### Dataset entries
-- Opening Marker --
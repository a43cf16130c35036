// Allow unwrap and unreadable literals in tests (test code is not production)
#![cfg_attr(test, allow(clippy::unwrap_used))]
#![cfg_attr(test, allow(clippy::unreadable_literal))]
//! Landgrab: a deterministic, simultaneous-turn grid combat game engine.
//!
//! Two players each own a row of pieces on a square board. Every turn the
//! side to move commits a play, one optional step per piece, and the moves
//! resolve into relocations and attacks. A piece whose life runs out is
//! destroyed and its attackers grow. The game ends when a side has no pieces
//! left.
//!
//! # Architecture
//!
//! ```text
//! ┌─────────────────────────────────────┐
//! │   Driver (CLI, external players)    │
//! ├─────────────────────────────────────┤
//! │   Strategies (random, greedy, ...)  │
//! ├─────────────────────────────────────┤
//! │   Game engine (state, legality,     │
//! │   enumeration, combat)              │
//! └─────────────────────────────────────┘
//! ```
//!
//! The engine performs no I/O. States are immutable values: transitions
//! return a new [`State`] and leave the old one untouched.

pub mod error;
pub mod game;
pub mod strategy;

pub use error::{PipelineError, PlacementError, RulesError};

// Re-export key game types at crate root for convenience
pub use game::{Cell, Direction, Move, Piece, PieceId, Play, Player, PlayerSlot, Rules, State};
-- Closing Marker --
### Goal of the exercise
Each entry above is to be printed again exactly.

### Task answer
repository a43cf16130c35036
// Allow unwrap and unreadable literals in tests (test code is not production)
#![cfg_attr(test, allow(clippy::unwrap_used))]
#![cfg_attr(test, allow(clippy::unreadable_literal))]
//! Landgrab: a deterministic, simultaneous-turn grid combat game engine.
//!
//! Two players each own a row of pieces on a square board. Every turn the
//! side to move commits a play, one optional step per piece, and the moves
//! resolve into relocations and attacks. A piece whose life runs out is
//! destroyed and its attackers grow. The game ends when a side has no pieces
//! left.
//!
//! # Architecture
//!
//! ```text
//! ┌─────────────────────────────────────┐
//! │   Driver (CLI, external players)    │
//! ├─────────────────────────────────────┤
//! │   Strategies (random, greedy, ...)  │
//! ├─────────────────────────────────────┤
//! │   Game engine (state, legality,     │
//! │   enumeration, combat)              │
//! └─────────────────────────────────────┘
//! ```
//!
//! The engine performs no I/O. States are immutable values: transitions
//! return a new [`State`] and leave the old one untouched.

pub mod error;
pub mod game;
pub mod strategy;

pub use error::{PipelineError, PlacementError, RulesError};

// Re-export key game types at crate root for convenience
pub use game::{Cell, Direction, Move, Piece, PieceId, Play, Player, PlayerSlot, Rules, State};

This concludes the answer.